Come to find out, there are several other planets-of-sorts floating around with Pluto, in what is called the Kuiper Belt. They are, in order of appearance, Ceres, Pluto, Haumea, Makemake, and Eris. And here’s the thing: For a planet to be a planet it can’t be in something else’s orbit... except the sun’s. For instance, our Moon can’t be a planet because it’s in the Earth’s orbit. It was discovered that all those little guys in the Kuiper Belt are, more or less, orbiting each other, and since nobody’s willing to take charge of the ongoing situation, then none of them can be a planet. Sorry, that’s just the way it works. Luckily, Clyde Tombaugh died in 1997 and didn’t have to live through the heartbreak of seeing Pluto demoted to a dwarf planet, on August 24, 2006.
By the way: Pluto is named after the Roman god of the Underworld, and not after Mickey Mouse’s dog. (Walt Disney had a dog named Pluto when he was a kid.) As the story goes, the grandfather of eleven year old Venetia Burney was reading about the discovery of a new planet, and mentioned to Venetia that it hadn’t been named yet. Young Venetia, who was a lover of Roman mythology and was also studying the planets at school at the time, suggested the name “Pluto.” It has been a long tradition to name planets after Roman gods, and it would be hard to argue there was a darker place in the solar system. So granddad passed the idea on to a friend of his at London’s Royal Astronomical Society, and that guy passed it onto the Lowell Observatory in Massachusetts, where Pluto was discovered, there was a unanimous vote, and Pluto became Pluto. Unfortunately, little Venetia lived long enough to see her planet get demoted, dying on April 30, 2009.
​
Cartoon of the Week

“You said we ought to go out and have some fun. I said we ought to stay in.
You said, ‘What’s the worst that can happen?’”
STUFF
12 Zachary Taylor Swift
Because nobody has a clue how to use an apostrophe, which is especially obvious on Presidents’ Day, we here at the Press took it to mean that we get to choose which president to honour each year, which we’ve been doing since 2006. This year, the unanimous choice is Number 12, Zachary Taylor (no relation to Taylor Swift, even though AI has a hard time seeing anything entered as “Taylor” from being anything other than “Swift”).
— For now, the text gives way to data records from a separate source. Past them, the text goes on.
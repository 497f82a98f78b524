//! Tests for listener dispatch, filters, bounds checking and selection.

use std::sync::Arc;

use parking_lot::Mutex;

use horizon_bridge::prelude::*;
use horizon_bridge::{HandleClass, NativeSignal};

fn headless() -> (DisplayRegistry, Display, HeadlessController, Shell) {
    let registry = DisplayRegistry::new();
    let toolkit = HeadlessToolkit::new();
    let controller = toolkit.controller();
    let display = Display::builder(&registry).toolkit(toolkit).build().unwrap();
    let shell = Shell::new(&display, Style::NONE).unwrap();
    (registry, display, controller, shell)
}

fn tagged(log: &Arc<Mutex<Vec<&'static str>>>, tag: &'static str) -> Listener {
    let log = log.clone();
    Listener::from_fn(move |_| log.lock().push(tag))
}

#[test]
fn test_listeners_run_in_insertion_order() {
    let (_registry, display, _controller, shell) = headless();
    let combo = Combo::new(&shell, Style::DROP_DOWN).unwrap();
    let log = Arc::new(Mutex::new(Vec::new()));
    let first = tagged(&log, "L1");
    let second = tagged(&log, "L2");
    let third = tagged(&log, "L3");
    for listener in [&first, &second, &third] {
        combo.add_listener(EventType::Modify, listener.clone()).unwrap();
    }

    combo
        .notify_listeners(EventType::Modify, Event::new(EventType::Modify))
        .unwrap();
    assert_eq!(*log.lock(), vec!["L1", "L2", "L3"]);

    log.lock().clear();
    combo.remove_listener(EventType::Modify, &second).unwrap();
    combo
        .notify_listeners(EventType::Modify, Event::new(EventType::Modify))
        .unwrap();
    assert_eq!(*log.lock(), vec!["L1", "L3"]);
    display.dispose().unwrap();
}

#[test]
fn test_duplicate_listener_runs_twice() {
    let (_registry, display, _controller, shell) = headless();
    let spinner = Spinner::new(&shell, Style::NONE).unwrap();
    let log = Arc::new(Mutex::new(Vec::new()));
    let listener = tagged(&log, "twice");
    spinner.add_listener(EventType::Selection, listener.clone()).unwrap();
    spinner.add_listener(EventType::Selection, listener.clone()).unwrap();

    spinner
        .notify_listeners(EventType::Selection, Event::new(EventType::Selection))
        .unwrap();
    assert_eq!(log.lock().len(), 2);

    spinner.remove_listener(EventType::Selection, &listener).unwrap();
    assert!(spinner.is_listening(EventType::Selection).unwrap());
    display.dispose().unwrap();
}

#[test]
fn test_failing_listener_stops_delivery() {
    let (_registry, display, controller, shell) = headless();
    let combo = Combo::new(&shell, Style::DROP_DOWN).unwrap();
    let log = Arc::new(Mutex::new(Vec::new()));
    combo
        .add_listener(
            EventType::DefaultSelection,
            Listener::new(|_| Err(ListenerError::msg("rejected"))),
        )
        .unwrap();
    combo
        .add_listener(EventType::DefaultSelection, tagged(&log, "after"))
        .unwrap();

    let entry = controller.handles_of_class(HandleClass::Entry)[0];
    controller.emit(entry, NativeSignal::Activate);
    let result = display.read_and_dispatch();
    assert!(matches!(result, Err(Error::Listener(_))));
    assert!(log.lock().is_empty());

    // The loop keeps working after a failed turn.
    combo.add("next").unwrap();
    assert_eq!(combo.item_count().unwrap(), 1);
    display.dispose().unwrap();
}

#[test]
fn test_filter_can_veto_an_edit() {
    let (_registry, display, controller, shell) = headless();
    let combo = Combo::new(&shell, Style::DROP_DOWN).unwrap();
    combo.set_text("abc").unwrap();
    display
        .add_filter(
            EventType::Verify,
            Listener::from_fn(|event| {
                if event.text.chars().any(|c| c.is_ascii_digit()) {
                    event.doit = false;
                }
            }),
        )
        .unwrap();

    let entry = controller.handles_of_class(HandleClass::Entry)[0];
    controller.emit(
        entry,
        NativeSignal::Insert {
            text: "1".into(),
            position: 3,
        },
    );
    controller.emit(
        entry,
        NativeSignal::Insert {
            text: "d".into(),
            position: 3,
        },
    );
    while display.read_and_dispatch().unwrap() {}
    assert_eq!(combo.text().unwrap(), "abcd");
    display.dispose().unwrap();
}

#[test]
fn test_item_bounds() {
    let (_registry, display, _controller, shell) = headless();
    let combo = Combo::new(&shell, Style::DROP_DOWN).unwrap();
    combo.set_items(["a", "b", "c"]).unwrap();

    for index in 0..3 {
        assert!(combo.item(index).is_ok());
    }
    assert!(matches!(
        combo.item(3),
        Err(Error::InvalidRange { index: 3, len: 3 })
    ));
    assert!(matches!(
        combo.item(-1),
        Err(Error::InvalidRange { index: -1, len: 3 })
    ));

    let menu = Menu::new(&shell, Style::BAR).unwrap();
    MenuItem::new(&menu, Style::CASCADE).unwrap();
    assert!(menu.item(0).is_ok());
    assert!(matches!(menu.item(1), Err(Error::InvalidRange { .. })));
    display.dispose().unwrap();
}

#[test]
fn test_single_table_selection_round_trip() {
    let (_registry, display, _controller, shell) = headless();
    let table = Table::new(&shell, Style::SINGLE).unwrap();
    for label in ["a", "b", "c"] {
        TableItem::new(&table, Style::NONE)
            .unwrap()
            .set_text(label)
            .unwrap();
    }

    table.select(1).unwrap();
    assert_eq!(table.selection_index().unwrap(), 1);
    assert_eq!(table.selection().unwrap()[0].text().unwrap(), "b");

    table.deselect_all().unwrap();
    assert_eq!(table.selection_index().unwrap(), -1);
    display.dispose().unwrap();
}

#[test]
fn test_combo_selection_round_trip() {
    let (_registry, display, _controller, shell) = headless();
    let combo = Combo::new(&shell, Style::DROP_DOWN | Style::READ_ONLY).unwrap();
    combo.set_items(["a", "b", "c"]).unwrap();

    combo.select(1).unwrap();
    assert_eq!(combo.selection_index().unwrap(), 1);
    assert_eq!(combo.text().unwrap(), "b");

    combo.deselect_all().unwrap();
    assert_eq!(combo.selection_index().unwrap(), -1);
    display.dispose().unwrap();
}

#[test]
fn test_multi_table_range_beyond_rows() {
    let (_registry, display, _controller, shell) = headless();
    let table = Table::new(&shell, Style::MULTI).unwrap();
    for label in ["a", "b", "c"] {
        TableItem::new(&table, Style::NONE)
            .unwrap()
            .set_text(label)
            .unwrap();
    }

    table.set_selection_range(1, i32::MAX).unwrap();
    assert_eq!(table.selection_indices().unwrap(), vec![1, 2]);
    table.select_range(i32::MIN, i32::MAX).unwrap();
    assert_eq!(table.selection_count().unwrap(), 3);
    display.dispose().unwrap();
}
//! DateTime widget for picking dates and times.
//!
//! The style picks the editor:
//!
//! - `DATE` - a date field (default)
//! - `TIME` - a time-of-day field
//! - `CALENDAR` - a month calendar
//!
//! `SHORT`, `MEDIUM` and `LONG` select the display format. Months are
//! 1-based, as in [`chrono`]. Years are limited to 1752 through 9999, the
//! range of the Gregorian calendar the widget edits.
//!
//! Setters that would produce an invalid date or time are ignored rather
//! than rejected, matching the native editors.
//!
//! # Example
//!
//! ```ignore
//! let picker = DateTime::new(&shell, Style::CALENDAR)?;
//! picker.set_date(2024, 2, 29)?;
//! picker.on(EventType::Selection, |_| println!("date changed"))?;
//! ```

use std::sync::Arc;

use chrono::{Datelike, Local, NaiveDate, NaiveTime, Timelike};
use parking_lot::Mutex;

use horizon_bridge_core::logging::targets;
use horizon_bridge_core::{
    Event, EventType, Handle, HandleClass, NativeCommand, NativeSignal, NativeWidget, Result,
    SignalKind, Style, Widget, WidgetBuilder, WidgetCore,
};

use super::{check_orientation, direction_of, finish_create, send_input_event};

/// The earliest year the widget accepts.
pub const MIN_YEAR: i32 = 1752;
/// The latest year the widget accepts.
pub const MAX_YEAR: i32 = 9999;

const CALENDAR_SIGNALS: &[SignalKind] = &[
    SignalKind::DateChanged,
    SignalKind::Activate,
    SignalKind::KeyPress,
    SignalKind::FocusIn,
    SignalKind::FocusOut,
];
const FIELD_SIGNALS: &[SignalKind] = &[
    SignalKind::DateChanged,
    SignalKind::TimeChanged,
    SignalKind::Activate,
    SignalKind::KeyPress,
    SignalKind::ButtonPress,
    SignalKind::FocusIn,
    SignalKind::FocusOut,
];

struct DateTimeInner {
    core: WidgetCore,
    state: Mutex<(NaiveDate, NaiveTime)>,
}

/// A date, time or calendar picker.
#[derive(Clone)]
pub struct DateTime {
    inner: Arc<DateTimeInner>,
}

impl DateTime {
    /// Create a picker inside `parent`, showing the current local date and
    /// time.
    pub fn new(parent: &impl Widget, style: Style) -> Result<Self> {
        let display = parent.core().check_widget()?;
        let style = check_orientation(
            style
                .check_bits(&[Style::DATE, Style::TIME, Style::CALENDAR])
                .check_bits(&[Style::MEDIUM, Style::SHORT, Style::LONG]),
        );
        let class = if style.has(Style::CALENDAR) {
            HandleClass::Calendar
        } else {
            HandleClass::SpinButton
        };

        let now = Local::now().naive_local();
        let time = now.time().with_nanosecond(0).unwrap_or(now.time());
        let inner = WidgetBuilder::new(&display, "DateTime", style)
            .parent(parent.core())
            .handle(class)
            .build(|core| DateTimeInner {
                core,
                state: Mutex::new((now.date(), time)),
            })?;
        finish_create(Self { inner }, |widget| {
            if style.has(Style::RIGHT_TO_LEFT) {
                widget
                    .inner
                    .core
                    .apply(NativeCommand::SetDirection(direction_of(style)))?;
            }
            Ok(())
        })
    }

    /// The selected date.
    pub fn date(&self) -> Result<NaiveDate> {
        self.inner.core.check_widget()?;
        Ok(self.inner.state.lock().0)
    }

    /// The selected time of day.
    pub fn time(&self) -> Result<NaiveTime> {
        self.inner.core.check_widget()?;
        Ok(self.inner.state.lock().1)
    }

    /// The year.
    pub fn year(&self) -> Result<i32> {
        Ok(self.date()?.year())
    }

    /// The month, 1 through 12.
    pub fn month(&self) -> Result<u32> {
        Ok(self.date()?.month())
    }

    /// The day of the month.
    pub fn day(&self) -> Result<u32> {
        Ok(self.date()?.day())
    }

    /// The hour, 0 through 23.
    pub fn hours(&self) -> Result<u32> {
        Ok(self.time()?.hour())
    }

    /// The minute.
    pub fn minutes(&self) -> Result<u32> {
        Ok(self.time()?.minute())
    }

    /// The second.
    pub fn seconds(&self) -> Result<u32> {
        Ok(self.time()?.second())
    }

    /// Set the date. Invalid dates are ignored.
    pub fn set_date(&self, year: i32, month: u32, day: u32) -> Result<()> {
        self.inner.core.check_widget()?;
        match valid_date(year, month, day) {
            Some(date) => self.inner.store_date(date),
            None => Ok(()),
        }
    }

    /// Set the year. Out-of-range years are ignored; a day past the end of
    /// the month (February 29th) moves to the last day.
    pub fn set_year(&self, year: i32) -> Result<()> {
        self.inner.core.check_widget()?;
        let current = self.inner.state.lock().0;
        match clamped_date(year, current.month(), current.day()) {
            Some(date) => self.inner.store_date(date),
            None => Ok(()),
        }
    }

    /// Set the month. Ignored if the current day does not exist in it.
    pub fn set_month(&self, month: u32) -> Result<()> {
        self.inner.core.check_widget()?;
        let current = self.inner.state.lock().0;
        match valid_date(current.year(), month, current.day()) {
            Some(date) => self.inner.store_date(date),
            None => Ok(()),
        }
    }

    /// Set the day of the month. Invalid days are ignored.
    pub fn set_day(&self, day: u32) -> Result<()> {
        self.inner.core.check_widget()?;
        let current = self.inner.state.lock().0;
        match valid_date(current.year(), current.month(), day) {
            Some(date) => self.inner.store_date(date),
            None => Ok(()),
        }
    }

    /// Set the time of day. Invalid times are ignored.
    pub fn set_time(&self, hours: u32, minutes: u32, seconds: u32) -> Result<()> {
        self.inner.core.check_widget()?;
        match NaiveTime::from_hms_opt(hours, minutes, seconds) {
            Some(time) => self.inner.store_time(time),
            None => Ok(()),
        }
    }

    /// Set the hour. Invalid hours are ignored.
    pub fn set_hours(&self, hours: u32) -> Result<()> {
        self.inner.core.check_widget()?;
        let time = self.inner.state.lock().1;
        match time.with_hour(hours) {
            Some(time) => self.inner.store_time(time),
            None => Ok(()),
        }
    }

    /// Set the minute. Invalid minutes are ignored.
    pub fn set_minutes(&self, minutes: u32) -> Result<()> {
        self.inner.core.check_widget()?;
        let time = self.inner.state.lock().1;
        match time.with_minute(minutes) {
            Some(time) => self.inner.store_time(time),
            None => Ok(()),
        }
    }

    /// Set the second. Invalid seconds are ignored.
    pub fn set_seconds(&self, seconds: u32) -> Result<()> {
        self.inner.core.check_widget()?;
        let time = self.inner.state.lock().1;
        match time.with_second(seconds) {
            Some(time) => self.inner.store_time(time),
            None => Ok(()),
        }
    }
}

impl DateTimeInner {
    fn store_date(&self, date: NaiveDate) -> Result<()> {
        self.state.lock().0 = date;
        self.core.apply(NativeCommand::SetDate {
            year: date.year(),
            month: date.month(),
            day: date.day(),
        })
    }

    fn store_time(&self, time: NaiveTime) -> Result<()> {
        self.state.lock().1 = time;
        self.core.apply(NativeCommand::SetTime {
            hour: time.hour(),
            minute: time.minute(),
            second: time.second(),
        })
    }
}

impl NativeWidget for DateTimeInner {
    fn core(&self) -> &WidgetCore {
        &self.core
    }

    fn signals(&self, class: HandleClass) -> &'static [SignalKind] {
        match class {
            HandleClass::Calendar => CALENDAR_SIGNALS,
            HandleClass::SpinButton => FIELD_SIGNALS,
            _ => &[],
        }
    }

    fn handle_signal(&self, _handle: Handle, signal: &NativeSignal) -> Result<()> {
        match signal {
            NativeSignal::DateChanged { year, month, day } => {
                let Some(date) = valid_date(*year, *month, *day) else {
                    tracing::debug!(target: targets::WIDGET, year, month, day, "ignoring invalid native date");
                    return Ok(());
                };
                {
                    let mut state = self.state.lock();
                    if state.0 == date {
                        return Ok(());
                    }
                    state.0 = date;
                }
                self.core.post_event(Event::new(EventType::Selection))
            }
            NativeSignal::TimeChanged {
                hour,
                minute,
                second,
            } => {
                let Some(time) = NaiveTime::from_hms_opt(*hour, *minute, *second) else {
                    return Ok(());
                };
                {
                    let mut state = self.state.lock();
                    if state.1 == time {
                        return Ok(());
                    }
                    state.1 = time;
                }
                self.core.post_event(Event::new(EventType::Selection))
            }
            NativeSignal::Activate => {
                self.core.send_event(Event::new(EventType::DefaultSelection))?;
                Ok(())
            }
            other => send_input_event(&self.core, other).map(|_| ()),
        }
    }
}

impl Widget for DateTime {
    fn core(&self) -> &WidgetCore {
        &self.inner.core
    }
}

impl PartialEq for DateTime {
    fn eq(&self, other: &Self) -> bool {
        Arc::ptr_eq(&self.inner, &other.inner)
    }
}

impl std::fmt::Debug for DateTime {
    fn fmt(&self, f: &mut std::fmt::Formatter<'_>) -> std::fmt::Result {
        f.debug_struct("DateTime")
            .field("core", &self.inner.core)
            .finish()
    }
}

fn valid_date(year: i32, month: u32, day: u32) -> Option<NaiveDate> {
    if !(MIN_YEAR..=MAX_YEAR).contains(&year) {
        return None;
    }
    NaiveDate::from_ymd_opt(year, month, day)
}

fn clamped_date(year: i32, month: u32, day: u32) -> Option<NaiveDate> {
    (1..=day)
        .rev()
        .take(4)
        .find_map(|day| valid_date(year, month, day))
}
Zachary Taylor, who made the presidency an even dozen, comes in number three on presidents to serve the shortest terms, dying after serving only one year, four months, and five days. (First is William H. Harrison, who only made it 31 days, followed by Garfield, who served 6 months and 15 days before being reincarnated as a cat). Whereas Garfield was shot and Harrison died from pneumonia he contracted after a lengthy inauguration address, Taylor probably died of acute gastroenteritis he contracted after eating contaminated raw fruit during a Fourth of July celebration. Just gives ya the willies to think about it.
So, yeah, there’s not a whole lot to say about Taylor’s presidency, or for that matter his entire life. Taylor was born on born on November 24, 1784 (the last president born before the Constitution was adopted), into a lot of Virginian plantation money. He joined the military in 1808 and became a career Army officer, quickly climbing the ranks. He first saw action in the War of 1812. He earned the nickname “Old Rough and Ready” in the Black Hawk War (1832) and the Second Seminole War (1837-1840). It was in the Mexican-American War (1846-1848) that he became a national hero, which catapulted him into politics. Even though he really had no political ambitions, and no clear political stand, he was chosen to head the Whig Party in the 1848 Presidential election. And he won, becoming the first president elected without having held any previous political office, not even dogcatcher.
Taylor’s campaign was pretty much just keeping the Union together, which has been an overriding theme in American politics for... well... always. From the start, in one way or another, Slavery has been on just about every ballot, and it truly still is. How does anybody come to terms with owning another human when such a thing is so odious, but so profitable?
So here’s the deal: When we won the Spanish-American War, we won a whole lot of real estate, like California, Nevada, Utah, most of Arizona, parts of Wyoming, Colorado, New Mexico, Oklahoma, and Kansas. You’re going to need more than one tank of gas. That’s the entire Southwestern United States and then some. And whereas it was nice to have so much new land, the question became whether it was to be divided into Slave states or Free states (as was the same question with every new state before Slavery was ended).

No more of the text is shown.